# GPU-Z 0.7.9 Detects Cuda not PhysX on GTX 970



## puma99dk| (Oct 23, 2014)

I don't know if it's a bug or something but this version detected PhysX fine on my GTX 780 but with 970 it don't do anymore, i even install the new driver today version 344.48 from geforce.co.uk and PhysX was the same version as 344.11






normally i don't have a problem not even on my laptop with Intel HD Graphics and a Nvidia GTX 860M.


----------



## W1zzard (Oct 23, 2014)

works for me


----------



## P4-630 (Oct 23, 2014)

I'm having the same problem with my GTX770M , not showing PhysX either, yet it is installed.


----------



## W1zzard (Oct 23, 2014)

Is PhysX actually working?

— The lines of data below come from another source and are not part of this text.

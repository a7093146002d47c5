//! Undo/redo for saved-list edits made from the popup.
//!
//! Lives only as long as the popup session that owns it. Both stacks hold at
//! most [`MAX_UNDO_ACTIONS`] entries; the oldest entry is dropped on overflow.

use std::cell::RefCell;
use std::collections::VecDeque;

use log::debug;

use crate::browser::Browser;
use crate::error::Result;
use crate::storage::StorageArea;
use crate::tab_data::{IndexedTab, Tab};
use crate::tab_manager::TabManager;

pub const MAX_UNDO_ACTIONS: usize = 50;

#[derive(Debug, Clone, PartialEq)]
pub enum UndoableAction {
    /// Entries deleted from the saved list, with the positions they held
    Remove { tabs: Vec<IndexedTab> },
    /// Entries reopened in the browser, with the positions they held
    Restore { tabs: Vec<IndexedTab> },
}

#[derive(Debug, Default)]
pub struct UndoLog {
    past: RefCell<VecDeque<UndoableAction>>,
    future: RefCell<VecDeque<UndoableAction>>,
}

fn push_capped(stack: &RefCell<VecDeque<UndoableAction>>, action: UndoableAction) {
    let mut stack = stack.borrow_mut();
    stack.push_back(action);
    if stack.len() > MAX_UNDO_ACTIONS {
        stack.pop_front();
    }
}

fn plain_tabs(tabs: &[IndexedTab]) -> Vec<Tab> {
    tabs.iter().map(|indexed| indexed.tab.clone()).collect()
}

impl UndoLog {
    pub fn new() -> Self {
        Self::default()
    }

    pub fn can_undo(&self) -> bool {
        !self.past.borrow().is_empty()
    }

    pub fn can_redo(&self) -> bool {
        !self.future.borrow().is_empty()
    }

    pub fn past_len(&self) -> usize {
        self.past.borrow().len()
    }

    pub fn future_len(&self) -> usize {
        self.future.borrow().len()
    }

    /// A new action starts a new branch of history
    fn record(&self, action: UndoableAction) {
        push_capped(&self.past, action);
        self.future.borrow_mut().clear();
    }

    /// Delete saved entries and remember where they were
    ///
    /// Only entries still on the saved list are recorded; a stale selection
    /// leaves nothing to undo.
    pub async fn remove_tabs<B, L, Y>(&self, manager: &TabManager<B, L, Y>, tabs: Vec<IndexedTab>) -> Result<()>
    where
        B: Browser,
        L: StorageArea,
        Y: StorageArea,
    {
        if tabs.is_empty() {
            return Ok(());
        }
        let removed = manager.remove_saved_tabs(&plain_tabs(&tabs)).await?;
        if !removed.is_empty() {
            self.record(UndoableAction::Remove { tabs: removed });
        }
        Ok(())
    }

    /// Reopen saved tabs and remember where they were in the saved list
    pub async fn restore_tabs<B, L, Y>(&self, manager: &TabManager<B, L, Y>, tabs: Vec<Tab>) -> Result<()>
    where
        B: Browser,
        L: StorageArea,
        Y: StorageArea,
    {
        if tabs.is_empty() {
            return Ok(());
        }
        let removed = manager.unwrangle_tabs(&tabs).await?;
        if !removed.is_empty() {
            self.record(UndoableAction::Restore { tabs: removed });
        }
        Ok(())
    }

    /// Revert the most recent action; returns false when there is nothing to undo
    pub async fn undo<B, L, Y>(&self, manager: &TabManager<B, L, Y>) -> Result<bool>
    where
        B: Browser,
        L: StorageArea,
        Y: StorageArea,
    {
        let Some(action) = self.past.borrow_mut().pop_back() else {
            return Ok(false);
        };
        let result = match &action {
            UndoableAction::Remove { tabs } => manager.reinsert_removed_tabs(tabs).await,
            // Reopened tabs stay open; only the saved list is reverted
            UndoableAction::Restore { tabs } => manager.reinsert_restored_tabs(tabs).await,
        };
        match result {
            Ok(()) => {
                debug!("Undid {:?}", action_name(&action));
                push_capped(&self.future, action);
                Ok(true)
            }
            Err(e) => {
                self.past.borrow_mut().push_back(action);
                Err(e)
            }
        }
    }

    /// Re-apply the most recently undone action
    pub async fn redo<B, L, Y>(&self, manager: &TabManager<B, L, Y>) -> Result<bool>
    where
        B: Browser,
        L: StorageArea,
        Y: StorageArea,
    {
        let Some(action) = self.future.borrow_mut().pop_back() else {
            return Ok(false);
        };
        let result = match &action {
            UndoableAction::Remove { tabs } => manager.remove_saved_tabs(&plain_tabs(tabs)).await.map(|_| ()),
            UndoableAction::Restore { tabs } => manager.unwrangle_tabs(&plain_tabs(tabs)).await.map(|_| ()),
        };
        match result {
            Ok(()) => {
                debug!("Redid {:?}", action_name(&action));
                push_capped(&self.past, action);
                Ok(true)
            }
            Err(e) => {
                self.future.borrow_mut().push_back(action);
                Err(e)
            }
        }
    }

    /// Forget all history, as when the popup closes
    pub fn clear(&self) {
        self.past.borrow_mut().clear();
        self.future.borrow_mut().clear();
    }
}

fn action_name(action: &UndoableAction) -> &'static str {
    match action {
        UndoableAction::Remove { .. } => "remove",
        UndoableAction::Restore { .. } => "restore",
    }
}

#[cfg(test)]
mod tests {
    use super::*;
    use crate::browser::mock::MockBrowser;
    use crate::storage::MemoryStorage;
    use futures::executor::block_on;

    type TestManager = TabManager<MockBrowser, MemoryStorage, MemoryStorage>;

    fn manager_with_saved(count: i32) -> TestManager {
        let manager = TabManager::new(MockBrowser::default(), MemoryStorage::new(), MemoryStorage::new());
        let tabs: Vec<Tab> = (1..=count)
            .map(|id| Tab::new(id, &format!("https://{id}.example.com"), &format!("Tab {id}")))
            .collect();
        block_on(manager.wrangle_tabs_and_persist_at(&tabs, 1_000)).unwrap();
        manager
    }

    fn indexed(saved: &[Tab], indices: &[usize]) -> Vec<IndexedTab> {
        indices
            .iter()
            .map(|&index| IndexedTab { index, tab: saved[index].clone() })
            .collect()
    }

    #[test]
    fn test_remove_then_undo_is_identity() {
        let manager = manager_with_saved(6);
        let log = UndoLog::new();
        let before = block_on(manager.load_state()).unwrap();

        block_on(log.remove_tabs(&manager, indexed(&before.saved_tabs, &[4, 0, 2]))).unwrap();
        let after_remove = block_on(manager.load_state()).unwrap();
        assert_eq!(after_remove.saved_tabs.len(), 3);
        assert_eq!(after_remove.total_tabs_removed, 3);

        assert!(block_on(log.undo(&manager)).unwrap());

        let after_undo = block_on(manager.load_state()).unwrap();
        assert_eq!(after_undo, before);
        assert!(log.can_redo());
    }

    #[test]
    fn test_redo_reapplies_remove() {
        let manager = manager_with_saved(3);
        let log = UndoLog::new();
        let saved = block_on(manager.load_state()).unwrap().saved_tabs;

        block_on(log.remove_tabs(&manager, indexed(&saved, &[1]))).unwrap();
        block_on(log.undo(&manager)).unwrap();
        assert!(block_on(log.redo(&manager)).unwrap());

        let state = block_on(manager.load_state()).unwrap();
        assert_eq!(state.saved_tabs.len(), 2);
        assert!(!state.saved_tabs.contains(&saved[1]));
        assert!(log.can_undo());
        assert!(!log.can_redo());
    }

    #[test]
    fn test_undo_restore_keeps_browser_tab_open() {
        let manager = manager_with_saved(3);
        let log = UndoLog::new();
        let before = block_on(manager.load_state()).unwrap();

        block_on(log.restore_tabs(&manager, vec![before.saved_tabs[1].clone()])).unwrap();
        assert_eq!(manager.browser().created.borrow().len(), 1);
        assert_eq!(block_on(manager.load_state()).unwrap().saved_tabs.len(), 2);

        block_on(log.undo(&manager)).unwrap();

        assert_eq!(block_on(manager.load_state()).unwrap(), before);
        // Nothing was closed again
        let closes = manager.browser().removed.borrow().len();
        assert_eq!(closes, 1);
    }

    #[test]
    fn test_new_action_clears_future() {
        let manager = manager_with_saved(3);
        let log = UndoLog::new();
        let saved = block_on(manager.load_state()).unwrap().saved_tabs;

        block_on(log.remove_tabs(&manager, indexed(&saved, &[0]))).unwrap();
        block_on(log.undo(&manager)).unwrap();
        assert!(log.can_redo());

        let saved = block_on(manager.load_state()).unwrap().saved_tabs;
        block_on(log.remove_tabs(&manager, indexed(&saved, &[2]))).unwrap();

        assert!(!log.can_redo());
    }

    #[test]
    fn test_stacks_are_capped() {
        let manager = manager_with_saved(MAX_UNDO_ACTIONS as i32 + 5);
        let log = UndoLog::new();

        for _ in 0..MAX_UNDO_ACTIONS + 5 {
            let saved = block_on(manager.load_state()).unwrap().saved_tabs;
            block_on(log.remove_tabs(&manager, indexed(&saved, &[0]))).unwrap();
        }

        assert_eq!(log.past_len(), MAX_UNDO_ACTIONS);
    }

    #[test]
    fn test_undo_with_empty_history() {
        let manager = manager_with_saved(1);
        let log = UndoLog::new();

        assert!(!block_on(log.undo(&manager)).unwrap());
        assert!(!block_on(log.redo(&manager)).unwrap());
    }

    #[test]
    fn test_undo_restore_of_unsaved_tab_changes_nothing() {
        let manager = manager_with_saved(1);
        let log = UndoLog::new();
        let before = block_on(manager.load_state()).unwrap();

        let gone = Tab::new(99, "https://gone.com", "Gone");
        block_on(log.restore_tabs(&manager, vec![gone])).unwrap();

        assert!(!log.can_undo());
        assert!(!block_on(log.undo(&manager)).unwrap());
        assert_eq!(block_on(manager.load_state()).unwrap(), before);
    }

    #[test]
    fn test_undo_restore_reverts_only_found_entries() {
        let manager = manager_with_saved(2);
        let log = UndoLog::new();
        let before = block_on(manager.load_state()).unwrap();

        let batch = vec![before.saved_tabs[1].clone(), Tab::new(99, "https://gone.com", "Gone")];
        block_on(log.restore_tabs(&manager, batch)).unwrap();
        assert_eq!(block_on(manager.load_state()).unwrap().total_tabs_unwrangled, 1);

        assert!(block_on(log.undo(&manager)).unwrap());
        assert_eq!(block_on(manager.load_state()).unwrap(), before);
    }

    #[test]
    fn test_undo_remove_of_stale_selection_keeps_counter() {
        let manager = manager_with_saved(2);
        let log = UndoLog::new();
        let saved = block_on(manager.load_state()).unwrap().saved_tabs;

        let stale = IndexedTab { index: 0, tab: Tab::new(99, "https://gone.com", "Gone") };
        let batch = vec![IndexedTab { index: 1, tab: saved[1].clone() }, stale];
        block_on(log.remove_tabs(&manager, batch)).unwrap();
        assert_eq!(block_on(manager.load_state()).unwrap().total_tabs_removed, 1);

        block_on(log.undo(&manager)).unwrap();

        let state = block_on(manager.load_state()).unwrap();
        assert_eq!(state.saved_tabs, saved);
        assert_eq!(state.total_tabs_removed, 0);
    }
}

GPU-Z is behaving like a PhysX app, and tries to create a hardware context.


----------



## The Von Matrices (Oct 23, 2014)

Could this be an issue with Nvidia disabling PhysX because you have a display connected to another GPU, possibly the integrated graphics?


----------



## puma99dk| (Oct 23, 2014)

W1zzard said:


> works for me



just updated to version 0.8.0 and PhysX is checked no problem, so dunno if the full support for GTX 970/980 has made a difference:


----------



## blobster21 (Oct 23, 2014)

http://www.techpowerup.com/forums/posts/3183214


----------



## P4-630 (Oct 23, 2014)

The integrated graphics on my laptop(Asus G750JX) are disabled by default. Optimus is disabled on my laptop.


----------



## puma99dk| (Oct 23, 2014)

PhysX gets detcted fine on my re-branded Clevo laptop, but some parts are missong my GTX 860M maybe bcs it's not active atm i dunno:


----------



## RCoon (Oct 23, 2014)

This may be a silly question, but I have to ask.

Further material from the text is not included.